Janet Yellen, who has called for stablecoins to be regulated in the past, told a congressional hearing late last week that she wouldn’t characterise Tether’s “breaking the buck” as a real threat to financial stability but added that stablecoins are growing (or were growing) very rapidly.

Yellen called on the lawmakers to legislate for federal supervision of stablecoins by the end of this year. There’s a similar push for urgent regulation in the UK and Europe.

In the US the Treasury Department and Federal Reserve Board and other finance sector regulators want to be able to regulate stablecoin issuers in a similar fashion to the way they regulate traditional financial institutions, imposing capital and liquidity requirements along with far greater disclosure and ongoing supervision.

That would reflect the view that stablecoins could eventually be a threat, not just to consumers, but to the system if they grow large enough that a run similar to the one that wiped out TerraUSD and destabilised Tether momentarily, were to develop and the issuers were forced to dump assets to meet redemptions.

Investors panicked when the stablecoins lost their peg to the US dollar.
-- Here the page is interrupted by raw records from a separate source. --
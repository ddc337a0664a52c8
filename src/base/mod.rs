//! Foundation types for the bindable toolchain.
//!
//! This module provides fundamental types used throughout the engine:
//! - [`AttributeKey`] - Stable, cheap-to-clone attribute identifiers
//! - [`TypeName`] - Declared type of a nested-component slot
//! - [`Slot`] - The relation by which a parent references a nested component
//!
//! This module has NO dependencies on other bindable modules.

mod key;
mod slot;
mod type_name;

pub use key::AttributeKey;
pub use slot::Slot;
pub use type_name::TypeName;

// Re-export smol_str for convenience
pub use smol_str::SmolStr;
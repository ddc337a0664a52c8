//! Human-readable metadata for attributes and components.

use std::fmt;

use smol_str::SmolStr;

/// Ordinal importance of an attribute.
///
/// The declaration order is the natural order used when grouping by level.
#[derive(Debug, Clone, Copy, PartialEq, Eq, PartialOrd, Ord, Hash)]
#[cfg_attr(feature = "serde", derive(serde::Serialize))]
pub enum AttributeLevel {
    Basic,
    Medium,
    Advanced,
}

impl AttributeLevel {
    /// All levels in ordinal order.
    pub const ALL: [AttributeLevel; 3] = [Self::Basic, Self::Medium, Self::Advanced];

    pub fn display(&self) -> &'static str {
        match self {
            Self::Basic => "Basic",
            Self::Medium => "Medium",
            Self::Advanced => "Advanced",
        }
    }
}

impl fmt::Display for AttributeLevel {
    fn fmt(&self, f: &mut fmt::Formatter<'_>) -> fmt::Result {
        f.write_str(self.display())
    }
}

/// Human-readable metadata carried by one attribute.
#[derive(Debug, Clone, Default, PartialEq, Eq, Hash)]
#[cfg_attr(feature = "serde", derive(serde::Serialize))]
pub struct AttributeMetadata {
    /// Short label for configuration UIs (e.g. "Cluster count").
    pub label: SmolStr,
    /// One-line title, usually the first sentence of the description.
    pub title: Option<SmolStr>,
    /// Longer free-form description.
    pub description: Option<String>,
    /// Semantic category (e.g. "Preprocessing"). Empty means none.
    pub group: Option<SmolStr>,
    pub level: Option<AttributeLevel>,
}

impl AttributeMetadata {
    pub fn new(label: impl Into<SmolStr>) -> Self {
        Self {
            label: label.into(),
            ..Self::default()
        }
    }

    pub fn with_title(mut self, title: impl Into<SmolStr>) -> Self {
        self.title = Some(title.into());
        self
    }

    pub fn with_description(mut self, description: impl Into<String>) -> Self {
        self.description = Some(description.into());
        self
    }

    pub fn with_group(mut self, group: impl Into<SmolStr>) -> Self {
        self.group = Some(group.into());
        self
    }

    pub fn with_level(mut self, level: AttributeLevel) -> Self {
        self.level = Some(level);
        self
    }

    /// The semantic group, treating an empty string as no group.
    pub fn group(&self) -> Option<&str> {
        self.group.as_deref().filter(|g| !g.is_empty())
    }

    pub fn level(&self) -> Option<AttributeLevel> {
        self.level
    }
}

/// Human-readable metadata about a whole component.
#[derive(Debug, Clone, Default, PartialEq, Eq, Hash)]
#[cfg_attr(feature = "serde", derive(serde::Serialize))]
pub struct BindableMetadata {
    pub name: SmolStr,
    pub title: Option<SmolStr>,
    pub label: Option<SmolStr>,
    pub description: Option<String>,
}

impl BindableMetadata {
    pub fn new(name: impl Into<SmolStr>) -> Self {
        Self {
            name: name.into(),
            ..Self::default()
        }
    }

    pub fn with_title(mut self, title: impl Into<SmolStr>) -> Self {
        self.title = Some(title.into());
        self
    }

    pub fn with_label(mut self, label: impl Into<SmolStr>) -> Self {
        self.label = Some(label.into());
        self
    }

    pub fn with_description(mut self, description: impl Into<String>) -> Self {
        self.description = Some(description.into());
        self
    }

    /// Label if present, otherwise the component name.
    pub fn label_or_name(&self) -> &str {
        self.label.as_deref().unwrap_or(&self.name)
    }
}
Investors panicked when the stablecoins lost their peg to the US dollar.Credit:Phil Carrick

Ultimately it is likely there will be a range of different regulation and regulators imposing some bank-like regulation and some securities industry style regulation on various types of crypto assets to account for their different risk profiles.

The lack of transparency in cryptos makes it impossible to understand whether there is something beyond a broad correlation between what happens in crypto markets and developments in traditional securities markets.

The extent to which traditional financial institutions like banks, investments banks, hedge funds and wealthy individuals have become involved in the crypto market – they now account for something close to, if not greater than half the activity – suggests the potential for spillover effects.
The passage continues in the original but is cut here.